US Schools Encouraged to Teach the ABC’s of Emotions

What if schools taught kids mindfulness and empathy along with traditional academic skills? A new legislative act allows US schools to fund social and emotional learning (SEL) programming. 

Kids go to school to learn how to read, write, think, and reason. But is that enough for success in future jobs and in life? Many education experts think that may not be enough.

This week, Congressman Tim Ryan (D-Ohio)—author of A Mindful Nation and The Real Food Revolution—and colleagues introduced the Academic, Social and Emotional Learning Act.

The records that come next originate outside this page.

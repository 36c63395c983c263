//! Configuration management subsystem.
//!
//! # Data Flow
//! ```text
//! config file (TOML)
//!     → loader.rs (parse & deserialize)
//!     → validation.rs (semantic checks)
//!     → GateConfig (validated, immutable)
//!     → shared via Arc to all subsystems
//!
//! On file change:
//!     watcher.rs detects change
//!     → loader.rs loads new config
//!     → validation.rs validates
//!     → atomic swap of the server's runtime state
//! ```
//!
//! # Design Decisions
//! - Config is immutable once loaded; changes require full reload
//! - All fields have defaults to allow minimal configs
//! - Validation separates syntactic (serde) from semantic checks
//! - The signing secret never lives in the file, only its env var name

pub mod loader;
pub mod schema;
pub mod validation;
pub mod watcher;

pub use loader::{load_config, ConfigError};
pub use schema::{
    AdminConfig, CacheConfig, GateConfig, ListenerConfig, ObservabilityConfig, PathsConfig,
    SecurityConfig, SessionConfig, TimeoutConfig, TlsConfig, UpstreamConfig,
};
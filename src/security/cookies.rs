//! Session cookie extraction and invalidation.

use axum::http::header::COOKIE;
use axum::http::HeaderMap;

/// Find the value of cookie `name` across all `Cookie` headers.
///
/// Returns the first occurrence. Surrounding double quotes are removed.
pub fn find_cookie<'a>(headers: &'a HeaderMap, name: &str) -> Option<&'a str> {
    headers
        .get_all(COOKIE)
        .iter()
        .filter_map(|value| value.to_str().ok())
        .flat_map(|header| header.split(';'))
        .find_map(|pair| {
            let (key, value) = pair.trim().split_once('=')?;
            if key.trim() == name {
                let value = value.trim();
                Some(
                    value
                        .strip_prefix('"')
                        .and_then(|v| v.strip_suffix('"'))
                        .unwrap_or(value),
                )
            } else {
                None
            }
        })
}

/// `Set-Cookie` value that removes cookie `name` immediately.
pub fn clearing_cookie(name: &str) -> String {
    format!(
        "{}=; Path=/; Max-Age=0; Expires=Thu, 01 Jan 1970 00:00:00 GMT; HttpOnly; SameSite=Lax",
        name
    )
}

Ryan’s comments from yesterday’s press release:

“These programs are scientifically proven to help students increase skills in problem-solving, conflict resolution, responsible decision-making and relationship building—these are the skills that will build the foundation for students to better perform academically and throughout their lives.”

The legislation supports teacher training in SEL to help young people deal with social issues (stress, bullying, drug use), and studies are beginning to show that SEL programming can boost academic potential.

“Self-awareness—turning our attention to our inner world of thoughts and feelings—allows us to manage ourselves well,” Daniel Goleman, bestselling author of Emotional Intelligence and Focus, wrote recently, on the topic of why emotinal literacy should be taught in schools.

“An inner focus lets us understand and handle our inner world, even when rocked by disturbing feelings. This is a life skill that keeps us on track throughout the years, and helps children become better learners.”